General Comment: The Chapter begins with the time reference to a festival of the Jews. Based on the previous passage which is set in Samaria, there is a grain harvest near Schechem. This establishes an approximate time as May/June indicating that the festival is probably Shabuoth (Pentecost or Feast of Weeks), a celebration of Moses' receiving the Ten Commandments on Mount Sinai. This would be Jesus' second visit to Jerusalem. The scene is in the Temple precincts on a Sabbath day. Jesus will heal a crippled man setting the stage for the first of John's accounts of Jesus' controversies with the Pharisees. John will follow this confrontation with a long theological monologue in which Jesus establishes his authority as the Son of God to heal on the Sabbath. He will then present several witnesses to the truth of his authority as the one sent by God..

We have already read John's use of the term "the Jews." Occasionally this is in reference to the Jewish people in general as in 4:22 where it is used positively. Most uses will be negative with the "Jews" used as a collective term for Jesus' antagonists who seek to kill him. Such a use reflects more than Jesus' experience. It is also the experience of John's community as it struggles with well established Rabbinical Judaism that is strongly reacting to John's insistent emphasis on Jesus' divinity.

John's location for the story is confusing. The description of a pool with five porticoes fits a site northeast of the Temple where such a pool has been discovered in recent excavations. The area is named Bethesda as is the pool. It is near the Sheep Gate through which sheep were brought into the Temple for sacrifice. There also may have been a sheep pool in this area for "purification" of the sheep prior to slaughtering. The Pool of Bethesda is in the shape of a trapezoid, 165 feet wide at one end and 220 feet wide at the other. The pool was 315 feet long with a center partition. At each corner there was a stairway into the pool allowing descent into the water. On all sides and on the partition were a series of regularly spaced columns (the five porticoes of vs. 2). The pool was thought to have healing powers. As the folktale went, on occasions an angel would descend into the pool stirring the water and whoever stepped in first while the water was stirring would be healed. More probably the spring that fed the pool flowed intermittently causing the water to move. It is in this portico that Jesus will find the man whose limbs have atrophied. In the time of Jesus such a condition was thought to be the result of sin, a spirit of illness. Jesus seems not to have held that belief and his healing frequently occurs in the context of his role in the cosmic battle against Satan.

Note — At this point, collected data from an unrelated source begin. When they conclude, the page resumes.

// SPDX-FileCopyrightText: 2025 Semiotic Labs
//
// SPDX-License-Identifier: Apache-2.0

//! Server configuration module
//!
//! Hierarchical configuration for the table server and the upstream
//! Blockchain.com connection it serves queries through.

use std::{
    net::{IpAddr, Ipv4Addr, SocketAddr},
    time::Duration,
};

use anyhow::{Result, anyhow, ensure};
use blockchain_client::{BlockchainConfig, DEFAULT_BASE_URL};
use config::{Config, ConfigError, Environment as ConfigEnv, File};
use serde::{Deserialize, Deserializer, Serialize, de};

use crate::error::{ServerError, ServerResult};

/// A port validated against the environment it is used in
#[derive(Debug, Clone, Copy, PartialEq, Eq, Serialize)]
pub struct ServerPort {
    port: u16,
    environment: Environment,
}

impl ServerPort {
    /// Create a new `ServerPort`
    ///
    /// # Errors
    ///
    /// Returns an error if the port is 0 outside the testing environment
    pub fn new(port: u16, environment: Environment) -> Result<Self> {
        if port == 0 && environment != Environment::Testing {
            return Err(anyhow!("port cannot be 0 in non-testing environments"));
        }
        Ok(Self { port, environment })
    }

    /// Default development port
    pub const fn default_development() -> Self {
        Self {
            port: 3000,
            environment: Environment::Development,
        }
    }

    /// Let the OS pick a port
    pub const fn testing() -> Self {
        Self {
            port: 0,
            environment: Environment::Testing,
        }
    }

    /// Port number
    pub fn value(&self) -> u16 {
        self.port
    }
}

impl<'de> Deserialize<'de> for ServerPort {
    fn deserialize<D>(deserializer: D) -> Result<Self, D::Error>
    where
        D: Deserializer<'de>,
    {
        let port = u16::deserialize(deserializer)?;
        // Re-validated in `ServerConfig::load` once the environment is known
        Ok(Self {
            port,
            environment: Environment::Development,
        })
    }
}

/// Request timeout, between 1 and 300 seconds
#[derive(Debug, Clone, Copy, PartialEq, Eq, Serialize)]
pub struct TimeoutSeconds(Duration);

impl TimeoutSeconds {
    /// Create a new `TimeoutSeconds`
    ///
    /// # Errors
    ///
    /// Returns an error if timeout is 0 or greater than 300 seconds
    pub fn new(seconds: u64) -> Result<Self> {
        ensure!(seconds != 0, "timeout must be greater than 0");
        ensure!(seconds <= 300, "timeout cannot exceed 300");
        Ok(Self(Duration::from_secs(seconds)))
    }

    /// 30 seconds
    pub const fn default_value() -> Self {
        Self(Duration::from_secs(30))
    }

    /// 5 seconds
    pub const fn testing() -> Self {
        Self(Duration::from_secs(5))
    }

    /// Timeout as a duration
    pub fn value(&self) -> Duration {
        self.0
    }
}

impl<'de> Deserialize<'de> for TimeoutSeconds {
    fn deserialize<D>(deserializer: D) -> Result<Self, D::Error>
    where
        D: Deserializer<'de>,
    {
        let seconds = u64::deserialize(deserializer)?;
        Self::new(seconds).map_err(|e| de::Error::custom(e.to_string()))
    }
}

impl Default for TimeoutSeconds {
    fn default() -> Self {
        Self::default_value()
    }
}

/// Deployment environment
#[derive(Debug, Clone, Copy, PartialEq, Eq, Serialize, Deserialize, utoipa::ToSchema)]
#[serde(rename_all = "lowercase")]
pub enum Environment {
    /// Production environment
    Production,
    /// Development environment
    Development,
    /// Testing environment
    Testing,
}

impl std::fmt::Display for Environment {
    fn fmt(&self, f: &mut std::fmt::Formatter<'_>) -> std::fmt::Result {
        match self {
            Environment::Production => write!(f, "production"),
            Environment::Development => write!(f, "development"),
            Environment::Testing => write!(f, "testing"),
        }
    }
}

/// Server configuration
#[derive(Debug, Clone, Serialize, Deserialize)]
pub struct ServerConfig {
    /// Server host address
    pub host: IpAddr,
    /// Server port
    pub port: ServerPort,
    /// Request timeout applied to every route
    pub timeout_seconds: TimeoutSeconds,
    /// Environment type
    pub environment: Environment,
    /// Upstream connection
    #[serde(default)]
    pub blockchain: BlockchainConfig,
}

impl Default for ServerConfig {
    fn default() -> Self {
        Self {
            host: IpAddr::V4(Ipv4Addr::LOCALHOST),
            port: ServerPort::default_development(),
            timeout_seconds: TimeoutSeconds::default(),
            environment: Environment::Development,
            blockchain: BlockchainConfig::default(),
        }
    }
}

impl ServerConfig {
    /// Create configuration from environment variables and optional configuration files
    ///
    /// # Errors
    ///
    /// Returns `ServerError::Config` if configuration is invalid or cannot be loaded.
    pub fn from_env() -> ServerResult<Self> {
        Self::load().map_err(|e| ServerError::Config {
            message: format!("failed to load configuration: {e}"),
        })
    }

    /// Load configuration using the config crate with hierarchical sources
    ///
    /// Later sources override earlier ones:
    /// 1. Default values
    /// 2. `config.json`
    /// 3. `config.{ENVIRONMENT}.json`
    /// 4. Environment variables prefixed `SERVER_`, nested with `__`
    ///    (`SERVER_BLOCKCHAIN__BASE_URL`)
    ///
    /// # Errors
    ///
    /// Returns `ConfigError` if configuration cannot be loaded or is invalid.
    pub fn load() -> Result<Self, ConfigError> {
        let env_var = std::env::var("ENVIRONMENT").unwrap_or_else(|_| "development".to_string());

        let mut config_builder = Config::builder()
            .set_default("host", "127.0.0.1")?
            .set_default("port", 3000)?
            .set_default("timeout_seconds", 30)?
            .set_default("environment", "development")?
            .set_default("blockchain.base_url", DEFAULT_BASE_URL)?
            .set_default("blockchain.cors", true)?
            .set_default("blockchain.timeout_seconds", 30)?
            .set_default("blockchain.health_check_timeout_seconds", 5)?
            .add_source(File::with_name("config.json").required(false))
            .add_source(
                File::with_name(&format!("config.{}.json", env_var.to_lowercase())).required(false),
            )
            .add_source(
                ConfigEnv::with_prefix("SERVER")
                    .prefix_separator("_")
                    .separator("__")
                    .try_parsing(true),
            );

        if std::env::var("ENVIRONMENT").is_ok() {
            config_builder = config_builder.set_override("environment", env_var.to_lowercase())?;
        }

        let config = config_builder.build()?;
        let mut server_config: Self = config.try_deserialize()?;

        server_config.port = ServerPort::new(server_config.port.value(), server_config.environment)
            .map_err(|e| ConfigError::Message(format!("invalid port configuration: {e}")))?;

        if server_config.blockchain.timeout_seconds == 0
            || server_config.blockchain.health_check_timeout_seconds == 0
        {
            return Err(ConfigError::Message(
                "blockchain timeouts must be greater than 0".to_string(),
            ));
        }

        Ok(server_config)
    }

    /// Configuration for tests: OS-assigned port, short timeout
    pub fn for_testing() -> Self {
        Self {
            host: IpAddr::V4(Ipv4Addr::LOCALHOST),
            port: ServerPort::testing(),
            timeout_seconds: TimeoutSeconds::testing(),
            environment: Environment::Testing,
            blockchain: BlockchainConfig::default(),
        }
    }

    /// Socket address to bind
    pub fn socket_addr(&self) -> SocketAddr {
        SocketAddr::new(self.host, self.port.value())
    }
}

John Chapter 5 Part I 5:1-18 Jesus Heals on the Sabbath

The man had been an invalid for thirty eight years. Today he came to the pool and lay on his poor man's mat among many others, some like him, some blind or lame. He intently watched the water to see if would be stirred. When it did he made a valiant effort to crawl along the stone trying to reach the stairs into the water. But he was too weak and others, some with the help of a friend or relative to help, reached the water before him. He was alone. There was no one to help him and he returned to his mat to wait. It happened that day Jesus walked along one of the porticoes and saw the man laying there alone. He knew the man had been there a long time. His face was lined with the years of his suffering. It was the face of hopelessness Jesus saw on so many of the poor and sick peasants. "Do you want to be made well?" Jesus asked. "I have no one to help me into the water." The words were more of the sigh of one who had given up hope. "I will help you. Stand up, take up your mat and walk." He did and he could walk and before he could turn to thank the stranger for this gift, Jesus was gone.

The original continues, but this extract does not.